» **What you will do**:
Return every line below in which "golang" appears.

....

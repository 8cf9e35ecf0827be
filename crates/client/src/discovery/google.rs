//! Google result page scraping.

use gleaner_core::Error;
use scraper::Html;
use url::Url;

use super::{SearchHit, element_text, selector, with_query};

/// Anchor text longer than this is not treated as a result title.
const MAX_FALLBACK_TITLE: usize = 200;

pub fn search_url(base: &str, query: &str, count: usize) -> Result<Url, Error> {
    with_query(base, "/search", &[("q", query.to_string()), ("num", count.to_string())])
}

/// Parse organic results, falling back to bare anchors when no `div.g` block matches.
pub fn parse_results(html: &str, count: usize) -> Result<Vec<SearchHit>, Error> {
    let document = Html::parse_document(html);
    let blocks = selector("div.g")?;
    let anchors = selector("a")?;
    let headings = selector("h3")?;

    let mut hits = Vec::new();

    for block in document.select(&blocks) {
        if hits.len() >= count {
            break;
        }
        let Some(link) = block.select(&anchors).next() else {
            continue;
        };
        let href = link.value().attr("href").unwrap_or_default();
        if href.is_empty() || href.starts_with('/') || href.contains("google.com") {
            continue;
        }

        let title = match block.select(&headings).next().map(|h| element_text(&h)) {
            Some(t) if !t.is_empty() => t,
            _ => element_text(&link),
        };
        hits.push(SearchHit { url: href.to_string(), title });
    }

    if !hits.is_empty() {
        return Ok(hits);
    }

    tracing::debug!("no div.g results, falling back to anchors");

    for link in document.select(&anchors) {
        if hits.len() >= count {
            break;
        }
        let Some(href) = link.value().attr("href").and_then(unwrap_redirect) else {
            continue;
        };
        if !href.starts_with("http") || href.contains("google.com") || href.contains("youtube.com") {
            continue;
        }

        let title = element_text(&link);
        if title.is_empty() || title.chars().count() > MAX_FALLBACK_TITLE {
            continue;
        }
        hits.push(SearchHit { url: href, title });
    }

    Ok(hits)
}

/// Resolve `/url?q=<target>&sa=..` redirect links to their target.
fn unwrap_redirect(href: &str) -> Option<String> {
    if !href.starts_with("/url?") {
        return (!href.is_empty()).then(|| href.to_string());
    }
    let parsed = Url::parse("https://www.google.com").ok()?.join(href).ok()?;
    parsed.query_pairs().find(|(k, _)| k == "q").map(|(_, v)| v.into_owned()).filter(|v| !v.is_empty())
}

#[cfg(test)]
pub(crate) mod tests {
    use super::*;

    pub(crate) const FIXTURE: &str = r#"
        <html><body>
            <div class="g">
                <a href="https://rust-lang.github.io/async-book/"><h3>Asynchronous Programming in Rust</h3></a>
            </div>
            <div class="g">
                <a href="/search?q=related">Related searches</a>
            </div>
            <div class="g">
                <a href="https://maps.google.com/place">Map</a>
            </div>
            <div class="g">
                <a href="https://tokio.rs/tokio/tutorial">Tokio tutorial</a>
            </div>
        </body></html>
    "#;

    const FALLBACK: &str = r#"
        <html><body>
            <a href="/url?q=https://example.com/one&amp;sa=U">First result</a>
            <a href="/url?q=https://www.youtube.com/watch%3Fv%3D1&amp;sa=U">Video</a>
            <a href="https://accounts.google.com/">Sign in</a>
            <a href="/preferences">Settings</a>
            <a href="https://example.com/empty"></a>
            <a href="https://example.com/two">Second result</a>
        </body></html>
    "#;

    #[test]
    fn test_search_url() {
        let url = search_url("https://www.google.com", "golang concurrency", 5).unwrap();
        assert_eq!(url.as_str(), "https://www.google.com/search?q=golang+concurrency&num=5");
    }

    #[test]
    fn test_parse_organic_results() {
        let hits = parse_results(FIXTURE, 10).unwrap();

        assert_eq!(hits.len(), 2);
        assert_eq!(hits[0].url, "https://rust-lang.github.io/async-book/");
        assert_eq!(hits[0].title, "Asynchronous Programming in Rust");
        assert_eq!(hits[1].url, "https://tokio.rs/tokio/tutorial");
        assert_eq!(hits[1].title, "Tokio tutorial");
    }

    #[test]
    fn test_parse_respects_count() {
        let hits = parse_results(FIXTURE, 1).unwrap();
        assert_eq!(hits.len(), 1);
    }

    #[test]
    fn test_parse_fallback_anchors() {
        let hits = parse_results(FALLBACK, 10).unwrap();

        let urls: Vec<&str> = hits.iter().map(|h| h.url.as_str()).collect();
        assert_eq!(urls, vec!["https://example.com/one", "https://example.com/two"]);
        assert_eq!(hits[0].title, "First result");
    }

    #[test]
    fn test_fallback_skips_long_titles() {
        let html = format!(r#"<a href="https://example.com/long">{}</a>"#, "t".repeat(201));
        assert!(parse_results(&html, 5).unwrap().is_empty());
    }

    #[test]
    fn test_unwrap_redirect() {
        assert_eq!(unwrap_redirect("/url?q=https://a.example/&sa=U").as_deref(), Some("https://a.example/"));
        assert_eq!(unwrap_redirect("/url?sa=U"), None);
        assert_eq!(unwrap_redirect("https://b.example/").as_deref(), Some("https://b.example/"));
        assert_eq!(unwrap_redirect(""), None);
    }
}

....

» **Final answer**:
        let url = search_url("https://www.google.com", "golang concurrency", 5).unwrap();
        assert_eq!(url.as_str(), "https://www.google.com/search?q=golang+concurrency&num=5");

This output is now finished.